Nè si è chiarito quali i problemi che hanno causato il clamoroso ritardo.

Credo che i cittadini abbiano il diritto di conoscere quali siano stati i "problemi tecnici" che hanno influito sulla pessima performance della macchina burocratica comunale.

Ma è anche da sottolineare che vi è una responsabilità oggettiva della Regione Campania, che fissa in 10 giorni il limite di trasmissione delle pratiche di risarcimento, come se in tale lasso di tempo gli alluvionati e le stesse autorità locali non avessero da pensare a ben altro in uno stato di emergenza perdurante. (1)

A chiarire poi il senso della delibera è che si stabilisce che chi procede alla richiesta di risarcimento rinuncia alla procedura giudiziale di risarcimento.

Insomma un modo per la Regione per ridurre le responsabilità che la legge le imputa in questi casi.

La riprova che la scelta di non pagare è di natura politica (potendosi una delibera di giunta anche modificare) è che nel 2010 e nel 2014 la regione ha accettato le richieste di risarcimento malgrado alcune presunte irregolarità.

Nel 2010 le operazioni furono condotte per tempo (per merito del dott. Antonio Zerenga) ma con una modulistica diversa da quella indicata in delibera.

A questo punto se è vero che la Regione sta proponendo la liquidazione del danno calcolato sull'8% del 50% del danno stimato (cioè su un danno di 10.000 euro subito, mi si calcola il danno sul 50%, cioè su 5.000 euro per un importo pare all'8%, cioè 400 euro!) le cose diventano ancora più chiare.

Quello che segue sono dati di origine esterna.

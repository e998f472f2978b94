//! Forecasting models for annual mortality series

use crate::climate::ClimateProjection;
use crate::error::{SeriesFailure, SeriesResult};
use crate::series::Series;
use serde::{Deserialize, Serialize};
use std::fmt::Debug;
use std::time::{Duration, Instant};

pub mod additive;
pub mod uncertainty;

pub use additive::{AdditiveTrendModel, TrainedAdditiveTrend};

/// One forecast year
#[derive(Debug, Clone, Copy, PartialEq, Serialize, Deserialize)]
pub struct ForecastPoint {
    pub year: i32,
    pub predicted: f64,
    pub lower: f64,
    pub upper: f64,
}

/// Forecast for one series over the horizon
#[derive(Debug, Clone, PartialEq)]
pub struct ForecastResult {
    points: Vec<ForecastPoint>,
    /// Coverage of the interval between `lower` and `upper`
    interval_width: f64,
}

impl ForecastResult {
    /// Assemble a forecast from aligned years, point values and intervals
    pub fn new(
        years: &[i32],
        values: Vec<f64>,
        intervals: Vec<(f64, f64)>,
        interval_width: f64,
    ) -> SeriesResult<Self> {
        if values.len() != years.len() || intervals.len() != years.len() {
            return Err(SeriesFailure::NonConvergence(format!(
                "forecast produced {} values and {} intervals for {} years",
                values.len(),
                intervals.len(),
                years.len()
            )));
        }
        if years.windows(2).any(|w| w[1] <= w[0]) {
            return Err(SeriesFailure::InsufficientData(
                "forecast years must be strictly ascending".to_string(),
            ));
        }

        let points = years
            .iter()
            .zip(values)
            .zip(intervals)
            .map(|((&year, predicted), (lower, upper))| ForecastPoint {
                year,
                predicted,
                lower,
                upper,
            })
            .collect::<Vec<_>>();

        if let Some(p) = points
            .iter()
            .find(|p| !(p.predicted.is_finite() && p.lower.is_finite() && p.upper.is_finite()))
        {
            return Err(SeriesFailure::NonConvergence(format!(
                "non-finite forecast for {}",
                p.year
            )));
        }

        Ok(Self {
            points,
            interval_width,
        })
    }

    pub fn points(&self) -> &[ForecastPoint] {
        &self.points
    }

    pub fn horizons(&self) -> usize {
        self.points.len()
    }

    pub fn interval_width(&self) -> f64 {
        self.interval_width
    }

    pub fn values(&self) -> Vec<f64> {
        self.points.iter().map(|p| p.predicted).collect()
    }

    pub fn years(&self) -> Vec<i32> {
        self.points.iter().map(|p| p.year).collect()
    }
}

/// Wall-clock budget for a single fit.
///
/// Checked cooperatively by the optimiser, so a fit stops at its next
/// checkpoint after the deadline passes.
#[derive(Debug, Clone, Copy)]
pub struct FitBudget {
    limit: Option<Duration>,
    started: Instant,
}

impl FitBudget {
    /// Start a budget now; `None` never expires
    pub fn start(limit: Option<Duration>) -> Self {
        Self {
            limit,
            started: Instant::now(),
        }
    }

    pub fn unlimited() -> Self {
        Self::start(None)
    }

    pub fn is_exhausted(&self) -> bool {
        self.limit
            .map(|limit| self.started.elapsed() >= limit)
            .unwrap_or(false)
    }

    /// Fail with [`SeriesFailure::TimedOut`] once the budget is spent
    pub fn check(&self) -> SeriesResult<()> {
        match self.limit {
            Some(limit) if self.is_exhausted() => Err(SeriesFailure::TimedOut {
                millis: limit.as_millis() as u64,
            }),
            _ => Ok(()),
        }
    }
}

/// Trained forecast model
pub trait TrainedForecastModel: Debug {
    /// Forecast the years of `future` using its projected regressors
    fn predict(&self, future: &ClimateProjection) -> SeriesResult<ForecastResult>;

    /// In-sample fitted values in rate units, one per observed year
    fn fitted(&self) -> Vec<(i32, f64)>;

    /// Name of the model
    fn name(&self) -> &str;
}

/// Forecast model that can be trained on a series
pub trait ForecastModel: Debug + Clone + Send + Sync {
    /// The type of trained model produced
    type Trained: TrainedForecastModel;

    /// Train the model, giving up when `budget` runs out
    fn train(&self, series: &Series, budget: &FitBudget) -> SeriesResult<Self::Trained>;

    /// Get the name of the model
    fn name(&self) -> &str;
}

#[cfg(test)]
mod tests {
    use super::*;

    #[test]
    fn test_forecast_result_checks_lengths() {
        let result = ForecastResult::new(&[2020, 2021], vec![1.0], vec![(0.0, 2.0)], 0.8);
        assert!(result.is_err());
    }

    #[test]
    fn test_forecast_result_rejects_unordered_years() {
        let result = ForecastResult::new(
            &[2021, 2020],
            vec![1.0, 1.0],
            vec![(0.0, 2.0), (0.0, 2.0)],
            0.8,
        );
        assert!(matches!(result, Err(SeriesFailure::InsufficientData(_))));
    }

    #[test]
    fn test_forecast_result_rejects_nan() {
        let result = ForecastResult::new(&[2020], vec![f64::NAN], vec![(0.0, 2.0)], 0.8);
        assert!(matches!(result, Err(SeriesFailure::NonConvergence(_))));
    }

    #[test]
    fn test_forecast_result_accessors() {
        let result = ForecastResult::new(
            &[2020, 2021],
            vec![1.0, 2.0],
            vec![(0.5, 1.5), (1.5, 2.5)],
            0.8,
        )
        .unwrap();
        assert_eq!(result.horizons(), 2);
        assert_eq!(result.values(), vec![1.0, 2.0]);
        assert_eq!(result.years(), vec![2020, 2021]);
        assert_eq!(result.points()[1].upper, 2.5);
    }

    #[test]
    fn test_zero_budget_expires() {
        let budget = FitBudget::start(Some(Duration::ZERO));
        assert!(budget.is_exhausted());
        assert_eq!(budget.check(), Err(SeriesFailure::TimedOut { millis: 0 }));
        assert!(FitBudget::unlimited().check().is_ok());
    }
}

Insomma a Napoli hanno "concreato" il problema ed oggi spetta a loro risolverlo per via bonaria, evitando che i cittadini debbano adire per altre vie.

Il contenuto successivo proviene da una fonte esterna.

//! Penalized least squares by cyclic coordinate descent
//!
//! Minimises
//!
//! ```text
//! (w / 2) * ||y - X b||^2  +  sum_j l1_j * |b_j|  +  sum_j (l2_j / 2) * b_j^2
//! ```
//!
//! which is the negative log posterior of a Gaussian likelihood with
//! precision `w` under independent Laplace (`l1`) and Gaussian (`l2`)
//! priors on the coefficients. Each coordinate update is exact, so the
//! objective never increases between sweeps.
//!
//! Every few sweeps the solver also runs an active-set descent that solves
//! the smooth problem on the nonzero coefficients exactly, dropping L1
//! coefficients that reach zero and adding columns that violate their
//! optimality condition. Nearly collinear columns, where plain coordinate
//! descent crawls, finish this way. When the sweep budget runs out, a point
//! within a small relative optimality gap still counts as converged.

use crate::{MathError, Result};

/// Per-coefficient penalty weights
#[derive(Debug, Clone, Copy, PartialEq, Default)]
pub struct Penalty {
    /// Weight on `|b|` (inverse Laplace scale)
    pub l1: f64,
    /// Weight on `b^2 / 2` (inverse Gaussian variance)
    pub l2: f64,
}

impl Penalty {
    pub fn none() -> Self {
        Self::default()
    }

    /// Penalty matching a zero-mean Laplace prior with the given scale
    pub fn laplace(scale: f64) -> Self {
        Self {
            l1: 1.0 / scale,
            l2: 0.0,
        }
    }

    /// Penalty matching a zero-mean Gaussian prior with the given standard deviation
    pub fn gaussian(std_dev: f64) -> Self {
        Self {
            l1: 0.0,
            l2: 1.0 / (std_dev * std_dev),
        }
    }
}

/// How a solve ended
#[derive(Debug, Clone, Copy, PartialEq, Eq)]
pub enum SolveStatus {
    Converged,
    /// The sweep budget ran out before the tolerance was met
    SweepLimit,
    /// The caller's interrupt hook asked to stop
    Interrupted,
}

/// Coefficients found by the solver
#[derive(Debug, Clone, PartialEq)]
pub struct Solution {
    pub coefficients: Vec<f64>,
    pub residual_sum_squares: f64,
    pub sweeps: usize,
    pub status: SolveStatus,
}

impl Solution {
    pub fn converged(&self) -> bool {
        self.status == SolveStatus::Converged
    }
}

/// Cyclic coordinate descent solver
#[derive(Debug, Clone, Copy)]
pub struct CoordinateDescent {
    max_sweeps: usize,
    tolerance: f64,
    /// Sweeps between calls to the interrupt hook
    check_every: usize,
    /// Sweeps between exact active-set solves
    refine_every: usize,
}

impl Default for CoordinateDescent {
    fn default() -> Self {
        Self {
            max_sweeps: 20_000,
            tolerance: 1e-10,
            check_every: 32,
            refine_every: 4,
        }
    }
}

impl CoordinateDescent {
    pub fn new(max_sweeps: usize, tolerance: f64) -> Result<Self> {
        if max_sweeps == 0 {
            return Err(MathError::InvalidInput(
                "max_sweeps must be positive".to_string(),
            ));
        }
        if !(tolerance.is_finite() && tolerance > 0.0) {
            return Err(MathError::InvalidInput(
                "tolerance must be a positive finite number".to_string(),
            ));
        }

        Ok(Self {
            max_sweeps,
            tolerance,
            ..Self::default()
        })
    }

    pub fn max_sweeps(&self) -> usize {
        self.max_sweeps
    }

    /// Solve without an interrupt hook
    pub fn solve(
        &self,
        columns: &[Vec<f64>],
        y: &[f64],
        penalties: &[Penalty],
        weight: f64,
        start: &[f64],
    ) -> Result<Solution> {
        self.solve_with_interrupt(columns, y, penalties, weight, start, || false)
    }

    /// Solve, polling `interrupt` periodically and stopping when it returns true.
    ///
    /// `columns` holds the design matrix column by column.
    pub fn solve_with_interrupt<F>(
        &self,
        columns: &[Vec<f64>],
        y: &[f64],
        penalties: &[Penalty],
        weight: f64,
        start: &[f64],
        mut interrupt: F,
    ) -> Result<Solution>
    where
        F: FnMut() -> bool,
    {
        let p = columns.len();
        if penalties.len() != p || start.len() != p {
            return Err(MathError::InvalidInput(format!(
                "Expected {} penalties and starting values, got {} and {}",
                p,
                penalties.len(),
                start.len()
            )));
        }
        if let Some(col) = columns.iter().find(|c| c.len() != y.len()) {
            return Err(MathError::InvalidInput(format!(
                "Column length {} does not match response length {}",
                col.len(),
                y.len()
            )));
        }
        if !(weight.is_finite() && weight > 0.0) {
            return Err(MathError::InvalidInput(
                "Likelihood weight must be positive and finite".to_string(),
            ));
        }

        let norms: Vec<f64> = columns
            .iter()
            .map(|c| c.iter().map(|v| v * v).sum())
            .collect();

        let mut coefficients = start.to_vec();
        let mut residual = y.to_vec();
        for (col, &b) in columns.iter().zip(&coefficients) {
            if b != 0.0 {
                for (r, x) in residual.iter_mut().zip(col) {
                    *r -= x * b;
                }
            }
        }

        let mut status = SolveStatus::SweepLimit;
        let mut sweeps = 0;
        let mut refine_every = self.refine_every;
        let mut next_refine = refine_every;

        while sweeps < self.max_sweeps {
            if sweeps % self.check_every == 0 && interrupt() {
                status = SolveStatus::Interrupted;
                break;
            }
            sweeps += 1;

            let mut max_change: f64 = 0.0;
            for j in 0..p {
                let col = &columns[j];
                let old = coefficients[j];
                let rho = col.iter().zip(&residual).map(|(x, r)| x * r).sum::<f64>()
                    + norms[j] * old;

                let denominator = weight * norms[j] + penalties[j].l2;
                let new = if denominator <= 0.0 {
                    0.0
                } else {
                    soft_threshold(weight * rho, penalties[j].l1) / denominator
                };

                let delta = new - old;
                if delta != 0.0 {
                    for (r, x) in residual.iter_mut().zip(col) {
                        *r -= x * delta;
                    }
                    coefficients[j] = new;
                    max_change = max_change.max(delta.abs() * norms[j].sqrt());
                }
            }

            if !max_change.is_finite() || coefficients.iter().any(|b| !b.is_finite()) {
                return Err(MathError::CalculationError(
                    "Coordinate descent produced non-finite coefficients".to_string(),
                ));
            }
            if max_change < self.tolerance {
                status = SolveStatus::Converged;
                break;
            }
            if sweeps >= next_refine {
                if let Some((exact, exact_residual)) =
                    active_set_solution(columns, y, penalties, weight, &norms, &coefficients)
                {
                    coefficients = exact;
                    residual = exact_residual;
                    status = SolveStatus::Converged;
                    break;
                }
                refine_every = (refine_every * 2).min(MAX_REFINE_EVERY);
                next_refine = sweeps + refine_every;
            }
        }

        if status == SolveStatus::SweepLimit
            && kkt_violation(columns, y, &residual, penalties, weight, &norms, &coefficients)
                <= KKT_TOLERANCE
        {
            status = SolveStatus::Converged;
        }

        Ok(Solution {
            residual_sum_squares: residual.iter().map(|r| r * r).sum(),
            coefficients,
            sweeps,
            status,
        })
    }
}

/// Longest gap between active-set attempts after repeated failures
const MAX_REFINE_EVERY: usize = 256;
/// Relative optimality gap accepted when the sweep budget runs out
const KKT_TOLERANCE: f64 = 1e-6;

fn dot(a: &[f64], b: &[f64]) -> f64 {
    a.iter().zip(b).map(|(x, y)| x * y).sum()
}

fn residual_of(columns: &[Vec<f64>], y: &[f64], coefficients: &[f64]) -> Vec<f64> {
    let mut residual = y.to_vec();
    for (col, &b) in columns.iter().zip(coefficients) {
        if b != 0.0 {
            for (r, x) in residual.iter_mut().zip(col) {
                *r -= x * b;
            }
        }
    }
    residual
}

/// Largest violation of the optimality conditions over all coefficients,
/// relative to the correlation of a unit column with `y`. Zero at the exact
/// minimiser.
fn kkt_violation(
    columns: &[Vec<f64>],
    y: &[f64],
    residual: &[f64],
    penalties: &[Penalty],
    weight: f64,
    norms: &[f64],
    coefficients: &[f64],
) -> f64 {
    let y_norm = dot(y, y).sqrt().max(f64::MIN_POSITIVE);
    (0..columns.len())
        .filter(|&j| norms[j] > 0.0)
        .map(|j| {
            let b = coefficients[j];
            let gradient = weight * dot(&columns[j], residual) - penalties[j].l2 * b;
            let l1 = penalties[j].l1;
            let gap = if b > 0.0 {
                (gradient - l1).abs()
            } else if b < 0.0 {
                (gradient + l1).abs()
            } else {
                (gradient.abs() - l1).max(0.0)
            };
            gap / (weight * norms[j].sqrt() * y_norm)
        })
        .fold(0.0, f64::max)
}

/// Smooth minimiser over `active` with the L1 terms linearised at `signs`
fn solve_active(
    columns: &[Vec<f64>],
    y: &[f64],
    penalties: &[Penalty],
    weight: f64,
    active: &[usize],
    signs: &[f64],
) -> Option<Vec<f64>> {
    let k = active.len();
    // Normal equations divided by the likelihood weight, row-major
    let mut gram = vec![0.0; k * k];
    let mut rhs = vec![0.0; k];
    for (a, &i) in active.iter().enumerate() {
        for (b, &j) in active.iter().enumerate().skip(a) {
            let value = dot(&columns[i], &columns[j]);
            gram[a * k + b] = value;
            gram[b * k + a] = value;
        }
        gram[a * k + a] += penalties[i].l2 / weight;
        rhs[a] = dot(&columns[i], y) - penalties[i].l1 * signs[i] / weight;
    }
    let solved = cholesky_solve(&mut gram, rhs, k)?;
    solved.iter().all(|b| b.is_finite()).then_some(solved)
}

/// Active-set descent from `current` to the exact minimiser.
///
/// Each round solves the smooth problem on the active columns with the L1
/// signs held fixed and moves toward that solution, stopping where an L1
/// coefficient reaches zero; that coefficient leaves the active set. Once
/// the full step is taken, the inactive column that most violates its
/// optimality condition joins with one exact coordinate step. The objective
/// never increases. `None` when the rounds run out or a system is singular.
fn active_set_solution(
    columns: &[Vec<f64>],
    y: &[f64],
    penalties: &[Penalty],
    weight: f64,
    norms: &[f64],
    current: &[f64],
) -> Option<(Vec<f64>, Vec<f64>)> {
    let p = columns.len();
    let mut coefficients: Vec<f64> = (0..p)
        .map(|j| if norms[j] > 0.0 { current[j] } else { 0.0 })
        .collect();
    let mut signs: Vec<f64> = coefficients.iter().map(|&b| sign(b)).collect();
    let mut active: Vec<usize> = (0..p)
        .filter(|&j| norms[j] > 0.0 && (coefficients[j] != 0.0 || penalties[j].l1 == 0.0))
        .collect();

    for _ in 0..(2 * p + 8) {
        let target = solve_active(columns, y, penalties, weight, &active, &signs)?;

        let mut step = 1.0;
        let mut blocking = None;
        for (&j, &b) in active.iter().zip(&target) {
            if penalties[j].l1 > 0.0 && b * signs[j] <= 0.0 {
                let from = coefficients[j];
                let fraction = if from == b { 0.0 } else { from / (from - b) };
                if fraction < step {
                    step = fraction;
                    blocking = Some(j);
                }
            }
        }
        for (&j, &b) in active.iter().zip(&target) {
            coefficients[j] += step * (b - coefficients[j]);
        }

        if let Some(j) = blocking {
            coefficients[j] = 0.0;
            signs[j] = 0.0;
            active.retain(|&a| a != j);
            continue;
        }

        let residual = residual_of(columns, y, &coefficients);
        let entering = (0..p)
            .filter(|&j| norms[j] > 0.0 && !active.contains(&j))
            .map(|j| (j, weight * dot(&columns[j], &residual)))
            .filter(|&(j, gradient)| gradient.abs() > penalties[j].l1 * (1.0 + 1e-9))
            .max_by(|a, b| {
                (a.1.abs() - penalties[a.0].l1).total_cmp(&(b.1.abs() - penalties[b.0].l1))
            });

        match entering {
            None => return Some((coefficients, residual)),
            Some((j, gradient)) => {
                let denominator = weight * norms[j] + penalties[j].l2;
                coefficients[j] = soft_threshold(gradient, penalties[j].l1) / denominator;
                signs[j] = sign(gradient);
                active.push(j);
            }
        }
    }
    None
}

fn sign(value: f64) -> f64 {
    if value > 0.0 {
        1.0
    } else if value < 0.0 {
        -1.0
    } else {
        0.0
    }
}

/// Solve a symmetric positive definite system in place.
///
/// Only the lower triangle of `matrix` is read. `None` when a pivot is not
/// clearly positive.
fn cholesky_solve(matrix: &mut [f64], mut rhs: Vec<f64>, n: usize) -> Option<Vec<f64>> {
    let largest = (0..n).map(|i| matrix[i * n + i]).fold(0.0_f64, f64::max);

    for j in 0..n {
        let mut pivot = matrix[j * n + j];
        for k in 0..j {
            pivot -= matrix[j * n + k] * matrix[j * n + k];
        }
        if !(pivot > largest * 1e-14) {
            return None;
        }
        let pivot = pivot.sqrt();
        matrix[j * n + j] = pivot;

        for i in (j + 1)..n {
            let mut value = matrix[i * n + j];
            for k in 0..j {
                value -= matrix[i * n + k] * matrix[j * n + k];
            }
            matrix[i * n + j] = value / pivot;
        }
    }

    // L z = rhs, then L^T x = z
    for i in 0..n {
        for k in 0..i {
            rhs[i] -= matrix[i * n + k] * rhs[k];
        }
        rhs[i] /= matrix[i * n + i];
    }
    for i in (0..n).rev() {
        for k in (i + 1)..n {
            rhs[i] -= matrix[k * n + i] * rhs[k];
        }
        rhs[i] /= matrix[i * n + i];
    }
    Some(rhs)
}

fn soft_threshold(value: f64, threshold: f64) -> f64 {
    if value > threshold {
        value - threshold
    } else if value < -threshold {
        value + threshold
    } else {
        0.0
    }
}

Capisco che gli attuali amministratori sollevino le responsabilità della passata amministrazione comunale, un po' meno quando non indicano anche quelle della Regione, arrivando paradossalmente ad apparire come quelli che invece di prendere le parti dei propri amministrati, legittimano l'operato "iniquo" della Regione.

Questa però è un'amministrazione che ha un'approccio più pratico e fattivo della precedente.

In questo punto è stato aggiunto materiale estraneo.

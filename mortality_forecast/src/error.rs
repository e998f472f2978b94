//! Error types for the mortality_forecast crate

use polars::prelude::PolarsError;
use serde::{Deserialize, Serialize};
use thiserror::Error;

/// Errors that abort a whole forecasting run
#[derive(Debug, Error)]
pub enum ForecastError {
    /// Error related to data validation or processing
    #[error("Data error: {0}")]
    DataError(String),

    /// Error related to parameter validation
    #[error("Validation error: {0}")]
    ValidationError(String),

    /// Error from invalid parameters
    #[error("Invalid parameter: {0}")]
    InvalidParameter(String),

    /// Error from IO operations
    #[error("IO error: {0}")]
    IoError(#[from] std::io::Error),

    /// Error from Polars operations
    #[error("Polars error: {0}")]
    PolarsError(String),

    /// Error reading or writing CSV output
    #[error("CSV error: {0}")]
    CsvError(#[from] csv::Error),

    /// Error reading configuration or writing reports
    #[error("JSON error: {0}")]
    JsonError(#[from] serde_json::Error),

    /// Error from numeric routines
    #[error("Math error: {0}")]
    Math(#[from] climate_math::MathError),

    /// Every series in the batch failed
    #[error("No series could be forecast ({attempted} attempted)")]
    NoSuccessfulSeries { attempted: usize },
}

/// Result type with our custom error
pub type Result<T> = std::result::Result<T, ForecastError>;

impl From<PolarsError> for ForecastError {
    fn from(err: PolarsError) -> Self {
        ForecastError::PolarsError(err.to_string())
    }
}

/// Why a single (country, cause) series could not be forecast.
///
/// These never abort the batch; the orchestrator records them and leaves
/// the series out of the output table.
#[derive(Debug, Clone, Error, PartialEq, Eq, Serialize, Deserialize)]
#[serde(tag = "kind", content = "detail", rename_all = "snake_case")]
pub enum SeriesFailure {
    /// The table has no rows for the country
    #[error("no rows for country '{0}'")]
    UnknownCountry(String),

    /// A cause or climate column is absent from the table
    #[error("column '{0}' not found")]
    MissingColumn(String),

    /// Too few usable observations to fit
    #[error("insufficient data: {0}")]
    InsufficientData(String),

    /// A regressor carries no usable information
    #[error("regressor '{0}' has no usable values")]
    RegressorDegenerate(String),

    /// The optimiser failed to reach a finite, converged solution
    #[error("model did not converge: {0}")]
    NonConvergence(String),

    /// Fitting exceeded the per-series time budget
    #[error("fit exceeded the time budget of {millis} ms")]
    TimedOut { millis: u64 },
}

impl SeriesFailure {
    /// Short machine-friendly label for log lines and reports
    pub fn kind(&self) -> &'static str {
        match self {
            SeriesFailure::UnknownCountry(_) => "unknown_country",
            SeriesFailure::MissingColumn(_) => "missing_column",
            SeriesFailure::InsufficientData(_) => "insufficient_data",
            SeriesFailure::RegressorDegenerate(_) => "regressor_degenerate",
            SeriesFailure::NonConvergence(_) => "non_convergence",
            SeriesFailure::TimedOut { .. } => "timed_out",
        }
    }
}

/// Result of a per-series pipeline stage
pub type SeriesResult<T> = std::result::Result<T, SeriesFailure>;
// ABOUTME: Distribution of daily nutrient targets across the four meal slots
// ABOUTME: Fixed per-slot ratios applied identically to every macro
//
// SPDX-License-Identifier: MIT OR Apache-2.0
// Copyright (c) 2025 Gizi Project

//! Meal Distributor
//!
//! Splits the day targets into four per-slot targets using fixed ratios
//! (breakfast 25%, lunch 35%, dinner 30%, snack 10%). Each slot receives
//! the same ratio for every macro; there is no per-slot macro optimization.

use crate::config::MealRatiosConfig;
use gizi_core::models::food::NutrientTotals;
use gizi_core::models::plan::MealTargets;

/// Distribute the day targets across the four meal slots
///
/// The four ratios sum to exactly 1.0, so the slot targets partition the
/// day targets without loss.
#[must_use]
pub fn distribute_meals(day_targets: &NutrientTotals, ratios: &MealRatiosConfig) -> MealTargets {
    MealTargets {
        breakfast: day_targets.scale(ratios.breakfast),
        lunch: day_targets.scale(ratios.lunch),
        dinner: day_targets.scale(ratios.dinner),
        snack: day_targets.scale(ratios.snack),
    }
}

#[cfg(test)]
mod tests {
    #![allow(clippy::float_cmp)]

    use super::*;
    use gizi_core::models::food::MealType;

    #[test]
    fn slot_targets_partition_the_day() {
        let day = NutrientTotals {
            cal: 2000.0,
            protein_g: 125.0,
            carbs_g: 250.0,
            fat_g: 56.0,
        };
        let targets = distribute_meals(&day, &MealRatiosConfig::default());

        let sum = MealType::DAY_SLOTS
            .iter()
            .fold(NutrientTotals::ZERO, |acc, slot| {
                acc.plus(targets.slot(*slot))
            });
        assert!((sum.cal - day.cal).abs() < 1e-9);
        assert!((sum.protein_g - day.protein_g).abs() < 1e-9);
        assert!((sum.carbs_g - day.carbs_g).abs() < 1e-9);
        assert!((sum.fat_g - day.fat_g).abs() < 1e-9);
    }

    #[test]
    fn every_macro_gets_the_same_slot_ratio() {
        let day = NutrientTotals {
            cal: 1000.0,
            protein_g: 100.0,
            carbs_g: 100.0,
            fat_g: 100.0,
        };
        let targets = distribute_meals(&day, &MealRatiosConfig::default());
        assert_eq!(targets.lunch.cal, 350.0);
        assert_eq!(targets.lunch.protein_g, 35.0);
        assert_eq!(targets.lunch.carbs_g, 35.0);
        assert_eq!(targets.snack.fat_g, 10.0);
    }
}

Per questo spero che si faccia tramite degli interessi degli alluvionati con la giunta regionale, al di là degli incontri ricognitivi, che pur ci sono già stati, e quindi promotrice di una soluzione bonaria del problema ed in caso che la Regione persista nel suo atteggiamento che l'amministrazione comunale capaccese si faccia essa coordinatrice ed ausilio di una "azione collettiva" degli alluvionati del 2014 (per i presunti risarcimenti ridicoli proposti) e per quelli del 2015 (per l'archiviazione) presso il Tribunale delle acque.

Da quel che ho capito da talune dichiarazione sui social di esponenti dell'amministrazione comunale, questa "non abbandonerà" gli alluvionati, come pare abbia fatto poi la precedente a se stessi, ma sembra che si stia attivando a tutti i livelli perché si arrivi ad una soluzione confacente agli interessi dei nostri concittadini alluvionati.

Se son rose fioriranno.


Note:

(1) Parrebbe però che il limite 10 giorni fissato dal punto 7 del DGR 410/2004 si riferirebbe alla presentazione della domanda presso il Comune. Interpretazione che sarebbe confortata dalla lettura del punto 10. Resta però fermo che l'interpretazione della norma al momento vincolante è quella della Regione, salvo un pronunciamento in senso diverso di un'organo di giurisdizionale.